Monday, December 10, 2018

Please stop using cladograms!

I really like the journal PeerJ, not only because it is open access and publishes the peer review process, but also because it's one of the few that adhere to strict policies when it comes to data documentation. In my last (on my own) 2-piece post (part 1, part 2), I showed what networks could have offered for historical and more recent studies in Cladistics, the journal of the Willi Hennig Society. In this one, I'll illustrate why paleontology in general needs to stop using cladograms.

An example

In a recent article, Atterholt et al. (PeerJ 6: e5910, 2018) describe and discuss "the most complete enantiornithine from North America and a phylogenetic analysis of the Avisauridae". I'm not a paleozoologist and "stuff of legend", but their first 17 figures seem to make a good point about the beauty of the fossil and its relevance; and it is interesting to read about it. This makes me envy paleozoologists a bit — the reason I exchanged chemistry for paleontology was my childhood love for the thunder lizards; I specialized in zoology not botany for graduate biology courses, and I fell in love with social insects, especially bees; but then more general circumstances pushed me into plant phylogenetics.

The result of Atterholt et al.'s phylogenetic analysis is presented in their figure 18, as shown here.

Figure 18 of Atterholt et al. (2018): "A cladogram depicting the hypothetical phylogenetic position of Mirarce eatoni." [the beautiful fossil is highlighted in bold font]
This looks very familiar — graphs like this can be seen in many paleontological studies, not only those in Cladistics. However, this is a phylogeneticist's "nightmare" (but a cladist's "dream").

First, phylogenetic trees, especially those that were weighted post-analysis several times to get a more or less resolved tree, should be depicted as phylograms — trees with branch lengths. Phylogenetic hypotheses are not only about clades, and what is sister to what, but about the amount of (inferred) evolutionary change between the hypothetical ancestors, the internal nodes, and their descendants, the labelled tips. For example, we may want to know how long is the root of the clade (Avisauridae, Avisaurus s.l.) comprising the focus taxon compared to the lengths of the terminal branches within the clade. Prominent roots and short terminals are a good sign for monophyly (inclusive common origin), or at least a fossil well placed, whereas short roots and long terminals are not.

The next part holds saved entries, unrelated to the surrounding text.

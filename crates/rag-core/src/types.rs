//! Core domain types for the retrieval engine.

use serde::{Deserialize, Serialize};
use std::cmp::Ordering;
use std::str::FromStr;

use crate::error::RagError;

/// Which retrieval signal a search uses.
#[derive(Debug, Clone, Copy, PartialEq, Eq, Hash, Serialize, Deserialize, Default)]
#[serde(rename_all = "lowercase")]
pub enum SearchMode {
    /// Vector index only.
    Semantic,
    /// Keyword index only.
    Keyword,
    /// Both indexes, fused.
    #[default]
    Hybrid,
}

impl FromStr for SearchMode {
    type Err = RagError;

    fn from_str(s: &str) -> Result<Self, Self::Err> {
        match s.to_lowercase().as_str() {
            "semantic" | "vector" => Ok(Self::Semantic),
            "keyword" | "lexical" => Ok(Self::Keyword),
            "hybrid" => Ok(Self::Hybrid),
            other => Err(RagError::invalid_argument(format!(
                "unknown search mode '{}', expected semantic, keyword or hybrid",
                other
            ))),
        }
    }
}

impl std::fmt::Display for SearchMode {
    fn fmt(&self, f: &mut std::fmt::Formatter<'_>) -> std::fmt::Result {
        let s = match self {
            Self::Semantic => "semantic",
            Self::Keyword => "keyword",
            Self::Hybrid => "hybrid",
        };
        write!(f, "{}", s)
    }
}

/// Similarity function of the vector index, fixed at build time.
#[derive(Debug, Clone, Copy, PartialEq, Eq, Serialize, Deserialize, Default)]
#[serde(rename_all = "snake_case")]
pub enum Similarity {
    #[default]
    Cosine,
    DotProduct,
}

impl FromStr for Similarity {
    type Err = RagError;

    fn from_str(s: &str) -> Result<Self, Self::Err> {
        match s.to_lowercase().as_str() {
            "cosine" => Ok(Self::Cosine),
            "dot" | "dot_product" | "inner_product" => Ok(Self::DotProduct),
            other => Err(RagError::invalid_argument(format!(
                "unknown similarity '{}'",
                other
            ))),
        }
    }
}

impl std::fmt::Display for Similarity {
    fn fmt(&self, f: &mut std::fmt::Formatter<'_>) -> std::fmt::Result {
        match self {
            Self::Cosine => write!(f, "cosine"),
            Self::DotProduct => write!(f, "dot_product"),
        }
    }
}

/// Rule used to combine semantic and keyword candidates in hybrid mode.
#[derive(Debug, Clone, Copy, PartialEq, Eq, Serialize, Deserialize, Default)]
#[serde(rename_all = "snake_case")]
pub enum FusionMethod {
    /// `alpha * norm(semantic) + (1 - alpha) * norm(keyword)`.
    #[default]
    Weighted,
    /// Sum of `1 / (rrf_k + rank)` over both lists.
    ReciprocalRank,
}

impl FromStr for FusionMethod {
    type Err = RagError;

    fn from_str(s: &str) -> Result<Self, Self::Err> {
        match s.to_lowercase().as_str() {
            "weighted" => Ok(Self::Weighted),
            "rrf" | "reciprocal_rank" => Ok(Self::ReciprocalRank),
            other => Err(RagError::invalid_argument(format!(
                "unknown fusion method '{}'",
                other
            ))),
        }
    }
}

/// Length limit applied when assembling a grounding prompt.
#[derive(Debug, Clone, Copy, PartialEq, Eq, Serialize, Deserialize)]
#[serde(rename_all = "snake_case", tag = "unit", content = "limit")]
pub enum ContextBudget {
    Characters(usize),
    /// Approximate tokens, estimated at four characters per token.
    Tokens(usize),
}

impl ContextBudget {
    /// The budget limit in its own unit.
    pub fn limit(&self) -> usize {
        match self {
            Self::Characters(n) | Self::Tokens(n) => *n,
        }
    }

    /// Cost of a piece of text in this budget's unit.
    pub fn cost(&self, text: &str) -> usize {
        let chars = text.chars().count();
        match self {
            Self::Characters(_) => chars,
            Self::Tokens(_) => chars.div_ceil(4),
        }
    }
}

impl Default for ContextBudget {
    fn default() -> Self {
        Self::Characters(4000)
    }
}

/// A retrievable unit of text with its embedding.
#[derive(Debug, Clone, PartialEq, Serialize, Deserialize)]
pub struct Chunk {
    /// Unique identifier supplied by the ingestion collaborator.
    pub chunk_id: String,

    /// Chunk text content.
    pub text: String,

    /// Embedding vector (fixed configured dimension).
    pub embedding: Vec<f32>,

    /// Source document URI.
    pub source_uri: String,
}

impl Chunk {
    /// Create a new chunk.
    pub fn new(
        chunk_id: impl Into<String>,
        text: impl Into<String>,
        embedding: Vec<f32>,
        source_uri: impl Into<String>,
    ) -> Self {
        Self {
            chunk_id: chunk_id.into(),
            text: text.into(),
            embedding,
            source_uri: source_uri.into(),
        }
    }
}

/// A chunk as supplied by the ingestion collaborator, before embedding.
#[derive(Debug, Clone, PartialEq, Eq, Serialize, Deserialize)]
pub struct ChunkRecord {
    pub chunk_id: String,
    pub text: String,
    #[serde(default)]
    pub source_uri: String,
}

impl ChunkRecord {
    pub fn new(
        chunk_id: impl Into<String>,
        text: impl Into<String>,
        source_uri: impl Into<String>,
    ) -> Self {
        Self {
            chunk_id: chunk_id.into(),
            text: text.into(),
            source_uri: source_uri.into(),
        }
    }
}

/// A chunk reference with a query-specific score.
#[derive(Debug, Clone, PartialEq, Serialize, Deserialize)]
pub struct ScoredChunk {
    /// Referenced chunk.
    pub chunk_id: String,

    /// Relevance score (higher is better).
    pub score: f32,

    /// Result rank (1-indexed).
    pub rank: u32,
}

impl ScoredChunk {
    /// Ordering used everywhere results are ranked: score descending, then
    /// chunk id ascending.
    pub fn ranking_order(a: &Self, b: &Self) -> Ordering {
        b.score
            .total_cmp(&a.score)
            .then_with(|| a.chunk_id.cmp(&b.chunk_id))
    }
}

/// Turn `(chunk_id, score)` pairs into ranked results.
///
/// Sorts by score descending with chunk id ascending as the tie-break,
/// truncates to `limit` when given and assigns 1-based ranks. Ids are
/// expected to be unique.
pub fn rank_scores<I>(scores: I, limit: Option<usize>) -> Vec<ScoredChunk>
where
    I: IntoIterator<Item = (String, f32)>,
{
    let mut ranked: Vec<ScoredChunk> = scores
        .into_iter()
        .map(|(chunk_id, score)| ScoredChunk {
            chunk_id,
            score,
            rank: 0,
        })
        .collect();

    ranked.sort_by(ScoredChunk::ranking_order);

    if let Some(limit) = limit {
        ranked.truncate(limit);
    }

    for (i, scored) in ranked.iter_mut().enumerate() {
        scored.rank = i as u32 + 1;
    }

    ranked
}

/// A search query.
#[derive(Debug, Clone, PartialEq, Eq, Serialize, Deserialize)]
pub struct Query {
    pub text: String,
}

impl Query {
    pub fn new(text: impl Into<String>) -> Self {
        Self { text: text.into() }
    }
}

/// Ordered, deduplicated retrieval output.
#[derive(Debug, Clone, PartialEq, Default, Serialize, Deserialize)]
pub struct RetrievalResult {
    /// Scored chunks in rank order.
    pub chunks: Vec<ScoredChunk>,
}

impl RetrievalResult {
    /// Wrap already-ranked chunks.
    pub fn new(chunks: Vec<ScoredChunk>) -> Self {
        Self { chunks }
    }

    /// Number of chunks.
    pub fn len(&self) -> usize {
        self.chunks.len()
    }

    /// Whether nothing was retrieved.
    pub fn is_empty(&self) -> bool {
        self.chunks.is_empty()
    }

    /// Chunk ids in rank order.
    pub fn chunk_ids(&self) -> Vec<&str> {
        self.chunks.iter().map(|c| c.chunk_id.as_str()).collect()
    }

    /// Iterate over scored chunks in rank order.
    pub fn iter(&self) -> std::slice::Iter<'_, ScoredChunk> {
        self.chunks.iter()
    }

    /// Score of a chunk, if present.
    pub fn score_of(&self, chunk_id: &str) -> Option<f32> {
        self.chunks
            .iter()
            .find(|c| c.chunk_id == chunk_id)
            .map(|c| c.score)
    }
}

impl IntoIterator for RetrievalResult {
    type Item = ScoredChunk;
    type IntoIter = std::vec::IntoIter<ScoredChunk>;

    fn into_iter(self) -> Self::IntoIter {
        self.chunks.into_iter()
    }
}

/// Generated answer with the chunks it was grounded on.
#[derive(Debug, Clone, PartialEq, Eq, Serialize, Deserialize)]
pub struct GeneratedAnswer {
    /// Generated text.
    pub text: String,

    /// Chunk ids included in the prompt, in inclusion order.
    pub citations: Vec<String>,
}

/// Statistics about a corpus snapshot.
#[derive(Debug, Clone, PartialEq, Serialize, Deserialize)]
pub struct CorpusStats {
    /// Number of chunks.
    pub chunks: usize,

    /// Number of distinct keyword terms.
    pub terms: usize,

    /// Embedding dimension.
    pub dimension: usize,

    /// Vector similarity function.
    pub similarity: Similarity,

    /// Mean number of analyzed terms per chunk.
    pub avg_chunk_terms: f32,
}

#[cfg(test)]
mod tests {
    use super::*;

    #[test]
    fn test_search_mode_from_str() {
        assert_eq!("hybrid".parse::<SearchMode>().unwrap(), SearchMode::Hybrid);
        assert_eq!("SEMANTIC".parse::<SearchMode>().unwrap(), SearchMode::Semantic);
        assert_eq!("Keyword".parse::<SearchMode>().unwrap(), SearchMode::Keyword);
        assert!("fuzzy".parse::<SearchMode>().is_err());
        assert_eq!(SearchMode::default(), SearchMode::Hybrid);
    }

    #[test]
    fn test_search_mode_serde() {
        let json = serde_json::to_string(&SearchMode::Semantic).unwrap();
        assert_eq!(json, "\"semantic\"");
        let mode: SearchMode = serde_json::from_str("\"keyword\"").unwrap();
        assert_eq!(mode, SearchMode::Keyword);
    }

    #[test]
    fn test_rank_scores_tie_break() {
        let ranked = rank_scores(
            vec![
                ("c".to_string(), 0.5),
                ("a".to_string(), 0.5),
                ("b".to_string(), 0.9),
            ],
            None,
        );

        let ids: Vec<_> = ranked.iter().map(|c| c.chunk_id.as_str()).collect();
        assert_eq!(ids, vec!["b", "a", "c"]);
        assert_eq!(ranked[0].rank, 1);
        assert_eq!(ranked[2].rank, 3);
    }

    #[test]
    fn test_rank_scores_limit() {
        let ranked = rank_scores(
            (0..10).map(|i| (format!("c{}", i), i as f32)),
            Some(3),
        );
        assert_eq!(ranked.len(), 3);
        assert_eq!(ranked[0].chunk_id, "c9");
    }

    #[test]
    fn test_context_budget_cost() {
        let chars = ContextBudget::Characters(100);
        let tokens = ContextBudget::Tokens(100);
        assert_eq!(chars.cost("hello"), 5);
        assert_eq!(tokens.cost("hello"), 2);
        assert_eq!(tokens.cost(""), 0);
        assert_eq!(tokens.limit(), 100);
    }

    #[test]
    fn test_chunk_record_default_source() {
        let record: ChunkRecord =
            serde_json::from_str(r#"{"chunk_id":"a","text":"lease costs"}"#).unwrap();
        assert_eq!(record.source_uri, "");
    }
}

The above tree as phylogram (using PAUP*'s AccTran optimization). The beauty of cladistic classification is that the new specimen could have just been described as another species of Avisaurus (but read the author's discussion).

In this example, we seem to be on the safe side, although one may question the general taxonomic concept for extinct birds. Are the differences enough to erect a new genus for every specimen? This is hard to decide based on this matrix.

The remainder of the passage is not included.